(Items from a dataset)
↓
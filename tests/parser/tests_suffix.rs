//! Index and qualifier suffixes.

use fl_identifier::model::Datatype;
use fl_identifier::{ErrorCode, Name, NodeKind};
use rstest::rstest;

use crate::helpers::chain_assertions::{assert_invalid_at, assert_valid, labels};
use crate::helpers::model_fixtures::parse;

// ============================================================================
// Index Placement
// ============================================================================

#[rstest]
#[case("policy[0]", 6)]
#[case("premium[0]", 7)]
#[case("tags[0]", 4)]
#[case("mainCoverage[0]", 12)]
#[case("policyHolder[0]", 12)]
#[case("policy.policyNumber[0]", 19)]
#[case("policyHolder.gender[0]", 19)]
#[case("Gender[0]", 6)]
#[case("Gender.MALE[0]", 11)]
fn test_index_after_non_list_association(#[case] identifier: &str, #[case] start: u32) {
    let chain = parse(identifier);
    assert_invalid_at(&chain, ErrorCode::E0303, start, start + 3);
    assert_eq!(chain.iter().filter(|n| n.kind().is_invalid()).count(), 1);
}

#[rstest]
#[case("coverage[0]", "Coverage")]
#[case("policy.coverage[7]", "Coverage")]
#[case("coverage.insuredPersons[0]", "Person")]
#[case("mainCoverage.insuredPersons[3]", "Person")]
#[case("coverage[0].insuredPersons[0]", "Person")]
fn test_index_after_list_association(#[case] identifier: &str, #[case] element: &str) {
    let chain = parse(identifier);
    assert_valid(identifier, &chain);

    let index = chain.last();
    assert!(matches!(index.kind(), NodeKind::Index(_)));
    assert!(!index.is_list_of_types());
    assert_eq!(index.datatype(), Some(&Datatype::model_type(element)));
}

#[test]
fn test_index_is_not_range_checked() {
    let chain = parse("coverage[4294967295]");
    assert_valid("coverage[4294967295]", &chain);
    assert_eq!(chain.last().kind(), &NodeKind::Index(u32::MAX));
}

// ============================================================================
// Qualifiers
// ============================================================================

#[test]
fn test_qualifier_narrows_to_configured_type() {
    let chain = parse(r#"coverage["CollisionStandard"].deductible"#);
    assert_valid("qualified coverage", &chain);
    assert_eq!(labels(&chain), vec!["association", "qualifier", "attribute"]);

    let qualifier = chain.successor().expect("qualifier node");
    assert_eq!(
        qualifier.kind(),
        &NodeKind::Qualifier(Name::new("CollisionStandard"))
    );
    assert_eq!(
        qualifier.datatype(),
        Some(&Datatype::list_of(Datatype::model_type("CollisionCoverage")))
    );
    assert_eq!(
        chain.last().datatype(),
        Some(&Datatype::list_of(Datatype::value("Money")))
    );
}

#[test]
fn test_qualifier_after_parameter() {
    let chain = parse(r#"policy.coverage["FireCoverage"].limit"#);
    assert_valid("qualified coverage", &chain);
    assert_eq!(
        labels(&chain),
        vec!["parameter", "association", "qualifier", "attribute"]
    );
}

#[rstest]
#[case(r#"mainCoverage["FireCoverage"]"#, ErrorCode::E0304, 12, 28)]
#[case(r#"policyHolder["FireCoverage"]"#, ErrorCode::E0304, 12, 28)]
#[case(r#"premium["FireCoverage"]"#, ErrorCode::E0304, 7, 23)]
#[case(r#"coverage.insuredPersons["FireCoverage"]"#, ErrorCode::E0304, 23, 39)]
#[case(r#"coverage["Nothing"]"#, ErrorCode::E0305, 8, 19)]
#[case(r#"coverage["HomeProduct"]"#, ErrorCode::E0306, 8, 23)]
fn test_qualifier_failure(
    #[case] identifier: &str,
    #[case] code: ErrorCode,
    #[case] start: u32,
    #[case] end: u32,
) {
    let chain = parse(identifier);
    assert_invalid_at(&chain, code, start, end);
}
//! Error code definitions for identifier diagnostics
//!
//! Error codes follow a naming convention: E{category}{number}
//! - E01xx: Syntax errors (characters, dots, brackets)
//! - E02xx: Resolution errors (unknown names, missing datatypes)
//! - E03xx: Access errors (filtered identifiers, misplaced suffixes)

use std::fmt;

/// Error codes carried by invalid identifier nodes
///
/// Each error code represents a specific reason why an identifier chain
/// stopped resolving, enabling filtering and editor quick fixes.
#[derive(Debug, Clone, Copy, PartialEq, Eq, Hash)]
#[cfg_attr(feature = "serde", derive(serde::Serialize, serde::Deserialize))]
pub enum ErrorCode {
    // =========================================================================
    // E01xx: Syntax errors
    // =========================================================================
    /// Character that cannot appear in an identifier
    E0101,
    /// Empty identifier
    E0102,
    /// Missing segment after `.` or at the start
    E0103,
    /// Unclosed bracket `[`
    E0104,
    /// Index is not a non-negative integer
    E0105,
    /// Unexpected token after a segment
    E0106,

    // =========================================================================
    // E02xx: Resolution errors
    // =========================================================================
    /// Name is neither a parameter nor a member of the context type
    E0201,
    /// Name is not a value of the enumeration
    E0202,
    /// Member access on a value datatype
    E0203,
    /// Datatype of a parameter or attribute cannot be found
    E0204,

    // =========================================================================
    // E03xx: Access errors
    // =========================================================================
    /// Identifier rejected by the identifier filter
    E0301,
    /// `@default` on an attribute without a default value
    E0302,
    /// Index on something other than a list-valued association
    E0303,
    /// Qualifier on something other than a qualified association
    E0304,
    /// Qualifier names no product component
    E0305,
    /// Qualifier's product component does not configure the association target
    E0306,
}

impl ErrorCode {
    /// Get the string representation of the error code (e.g., "E0201")
    pub fn as_str(&self) -> &'static str {
        match self {
            // Syntax
            Self::E0101 => "E0101",
            Self::E0102 => "E0102",
            Self::E0103 => "E0103",
            Self::E0104 => "E0104",
            Self::E0105 => "E0105",
            Self::E0106 => "E0106",
            // Resolution
            Self::E0201 => "E0201",
            Self::E0202 => "E0202",
            Self::E0203 => "E0203",
            Self::E0204 => "E0204",
            // Access
            Self::E0301 => "E0301",
            Self::E0302 => "E0302",
            Self::E0303 => "E0303",
            Self::E0304 => "E0304",
            Self::E0305 => "E0305",
            Self::E0306 => "E0306",
        }
    }

    /// Get a short description of the error category
    pub fn category_description(&self) -> &'static str {
        if self.is_syntax() {
            "syntax error"
        } else if self.is_resolution() {
            "resolution error"
        } else {
            "access error"
        }
    }

    /// Get the default message template for this error code
    pub fn default_message(&self) -> &'static str {
        match self {
            Self::E0101 => "invalid character",
            Self::E0102 => "empty identifier",
            Self::E0103 => "missing identifier segment",
            Self::E0104 => "unclosed bracket",
            Self::E0105 => "invalid index",
            Self::E0106 => "unexpected token",
            Self::E0201 => "undefined identifier",
            Self::E0202 => "undefined enumeration value",
            Self::E0203 => "datatype has no members",
            Self::E0204 => "undefined datatype",
            Self::E0301 => "identifier not allowed",
            Self::E0302 => "default value not applicable",
            Self::E0303 => "index not applicable",
            Self::E0304 => "qualifier not applicable",
            Self::E0305 => "undefined qualifier",
            Self::E0306 => "qualifier type mismatch",
        }
    }

    /// Check if this is a syntax error (the text does not follow the grammar)
    pub fn is_syntax(&self) -> bool {
        matches!(
            self,
            Self::E0101 | Self::E0102 | Self::E0103 | Self::E0104 | Self::E0105 | Self::E0106
        )
    }

    /// Check if this is a resolution error (a name is missing from the model)
    pub fn is_resolution(&self) -> bool {
        matches!(self, Self::E0201 | Self::E0202 | Self::E0203 | Self::E0204)
    }
}

impl fmt::Display for ErrorCode {
    fn fmt(&self, f: &mut fmt::Formatter<'_>) -> fmt::Result {
        write!(f, "{}", self.as_str())
    }
}
//! # fl-identifier
//!
//! Identifier resolution for product formulas: turns dotted identifiers
//! such as `policy.coverage[1].premium` into typed node chains and works out
//! which product components a chain can reach.
//!
//! ## Module Structure (dependency order)
//!
//! ```text
//! collect     → Context collector (product components of a chain)
//!   ↓
//! parser      → Logos lexer, segment scanner, identifier builder
//!   ↓
//! node        → IdentifierNode chain
//!   ↓
//! filter      → Identifier filter chain
//!   ↓
//! model       → ModelLookup, datatypes, model parts, InMemoryModel
//!   ↓
//! diagnostics → Error codes of invalid nodes
//! error       → Configuration faults
//!   ↓
//! base        → Primitives (Name, TextRange, ParserOptions)
//! ```
//!
//! ## Example
//!
//! ```
//! use fl_identifier::model::{Attribute, InMemoryModel, Parameter};
//!
//! let model = InMemoryModel::builder()
//!     .value_datatype("String")
//!     .policy_type("Person", |t| t.attribute(Attribute::new("address", "String")))
//!     .build()
//!     .unwrap();
//!
//! let params = [Parameter::new("policyHolder", "Person")];
//! let chain = fl_identifier::parse("policyHolder.address", &params, None, &model).unwrap();
//! assert!(chain.is_valid());
//! assert_eq!(chain.len(), 2);
//! ```

// ============================================================================
// MODULES (dependency order: base → model → filter → node → parser → collect)
// ============================================================================

/// Foundation types: Name, TextRange, ParserOptions
pub mod base;

/// Error codes carried by invalid identifier nodes
pub mod diagnostics;

/// Configuration and model building errors
pub mod error;

/// Model lookup: datatypes, model parts, in-memory model
pub mod model;

/// Identifier filter chain
pub mod filter;

/// Identifier node chain
pub mod node;

/// Parser: Logos lexer, segment scanner, identifier builder
pub mod parser;

/// Context collector
pub mod collect;

// Re-export foundation types
pub use base::{Name, ParserOptions, TextRange, TextSize, is_identifier};

// Re-export the main entry points
pub use collect::{ContextCollector, ContextProducts, collect_context_product_cmpts};
pub use diagnostics::ErrorCode;
pub use error::{Error, ModelError, Result};
pub use filter::{IdentifierFilter, IdentifierFilterExtension, IdentifierKind, ModelPart};
pub use model::{Datatype, ModelLookup};
pub use node::{IdentifierNode, InvalidIdentifier, NodeKind};
pub use parser::{IdentifierParser, ParseSession, parse, parse_with};
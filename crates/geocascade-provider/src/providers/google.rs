//! Google Maps Geocoding API.

use crate::providers::format::ResponseFormat;
use crate::providers::rest::{CredentialParam, ProviderSpec, RestGeocoder};

pub const GOOGLE: ProviderSpec = ProviderSpec {
    name: "google",
    endpoint: "https://maps.googleapis.com/maps/api/geocode/json",
    credential: Some(CredentialParam {
        var: "GOOGLE_API_KEY",
        param: "key",
    }),
    address_param: "address",
    params: &[],
    headers: &[],
    format: ResponseFormat::Google,
};

/// Create a Google geocoder.
///
/// Set the `GOOGLE_API_KEY` environment variable.
pub fn new_google_provider() -> RestGeocoder {
    RestGeocoder::new(GOOGLE)
}

#[cfg(test)]
mod tests {
    use super::*;
    use crate::credentials::StaticCredentials;
    use crate::traits::Geocoder;
    use crate::types::Coordinates;
    use wiremock::matchers::{method, query_param};
    use wiremock::{Mock, MockServer, ResponseTemplate};

    #[test]
    fn test_google_provider_name() {
        let p = new_google_provider();
        assert_eq!(p.name(), "google");
        assert_eq!(p.credential_var(), Some("GOOGLE_API_KEY"));
    }

    #[tokio::test]
    async fn test_google_request_and_response() {
        let server = MockServer::start().await;
        Mock::given(method("GET"))
            .and(query_param("address", "Eiffel Tower"))
            .and(query_param("key", "g-key"))
            .respond_with(ResponseTemplate::new(200).set_body_string(
                r#"{"results":[{"geometry":{"location":{"lat":48.8583701,"lng":2.2944813}}}],"status":"OK"}"#,
            ))
            .expect(1)
            .mount(&server)
            .await;

        let p = RestGeocoder::with_endpoint(GOOGLE, server.uri());
        let creds = StaticCredentials::new().with("GOOGLE_API_KEY", "g-key");
        let coords = p.geocode("Eiffel Tower", &creds).await.unwrap();
        assert_eq!(coords, Coordinates::new(48.8583701, 2.2944813));
    }
}
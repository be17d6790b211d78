//! Ordered provider table.
//!
//! Unlike a name-keyed map, the registry preserves insertion order: table
//! order is the fallback order.

use geocascade_provider::{
    new_google_provider, new_locationiq_provider, new_mapquest_provider, new_opencage_provider,
    new_osm_provider, new_positionstack_provider, Geocoder,
};

/// Ordered collection of geocoders. Names are expected to be unique.
pub struct ProviderRegistry {
    providers: Vec<Box<dyn Geocoder>>,
}

impl ProviderRegistry {
    /// Create a registry from geocoders in fallback order.
    pub fn new(providers: Vec<Box<dyn Geocoder>>) -> Self {
        Self { providers }
    }

    /// The built-in vendors against their real endpoints, keyed providers
    /// first and the free Nominatim service last.
    pub fn builtin() -> Self {
        Self::new(vec![
            Box::new(new_google_provider()),
            Box::new(new_positionstack_provider()),
            Box::new(new_opencage_provider()),
            Box::new(new_locationiq_provider()),
            Box::new(new_mapquest_provider()),
            Box::new(new_osm_provider()),
        ])
    }

    /// Provider names in table order.
    pub fn names(&self) -> Vec<&str> {
        self.providers.iter().map(|p| p.name()).collect()
    }

    /// Exact, case-sensitive lookup.
    pub fn get(&self, name: &str) -> Option<&dyn Geocoder> {
        self.position(name).map(|index| self.providers[index].as_ref())
    }

    /// Table index of a provider.
    pub fn position(&self, name: &str) -> Option<usize> {
        self.providers.iter().position(|p| p.name() == name)
    }

    /// All providers in table order.
    pub fn iter(&self) -> impl Iterator<Item = &dyn Geocoder> {
        self.providers.iter().map(|p| p.as_ref())
    }

    /// Attempt sequence: the preferred entry first, then everything else in
    /// table order.
    pub fn attempt_order(&self, preferred: Option<usize>) -> Vec<&dyn Geocoder> {
        let mut ordered = Vec::with_capacity(self.providers.len());
        if let Some(first) = preferred.and_then(|index| self.providers.get(index)) {
            ordered.push(first.as_ref());
        }
        ordered.extend(
            self.providers
                .iter()
                .enumerate()
                .filter(|(index, _)| Some(*index) != preferred)
                .map(|(_, p)| p.as_ref()),
        );
        ordered
    }

    pub fn len(&self) -> usize {
        self.providers.len()
    }

    pub fn is_empty(&self) -> bool {
        self.providers.is_empty()
    }
}

impl Default for ProviderRegistry {
    fn default() -> Self {
        Self::builtin()
    }
}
↑
→ **Directions for this task**: Only one stretch of the entries above is wanted: the lines from the one containing "of the enumeration" through the one containing "the error category". Please reproduce it exactly.

→ **Response**:
    /// Name is not a value of the enumeration
    E0202,
    /// Member access on a value datatype
    E0203,
    /// Datatype of a parameter or attribute cannot be found
    E0204,

    // =========================================================================
    // E03xx: Access errors
    // =========================================================================
    /// Identifier rejected by the identifier filter
    E0301,
    /// `@default` on an attribute without a default value
    E0302,
    /// Index on something other than a list-valued association
    E0303,
    /// Qualifier on something other than a qualified association
    E0304,
    /// Qualifier names no product component
    E0305,
    /// Qualifier's product component does not configure the association target
    E0306,
}

impl ErrorCode {
    /// Get the string representation of the error code (e.g., "E0201")
    pub fn as_str(&self) -> &'static str {
        match self {
            // Syntax
            Self::E0101 => "E0101",
            Self::E0102 => "E0102",
            Self::E0103 => "E0103",
            Self::E0104 => "E0104",
            Self::E0105 => "E0105",
            Self::E0106 => "E0106",
            // Resolution
            Self::E0201 => "E0201",
            Self::E0202 => "E0202",
            Self::E0203 => "E0203",
            Self::E0204 => "E0204",
            // Access
            Self::E0301 => "E0301",
            Self::E0302 => "E0302",
            Self::E0303 => "E0303",
            Self::E0304 => "E0304",
            Self::E0305 => "E0305",
            Self::E0306 => "E0306",
        }
    }

    /// Get a short description of the error category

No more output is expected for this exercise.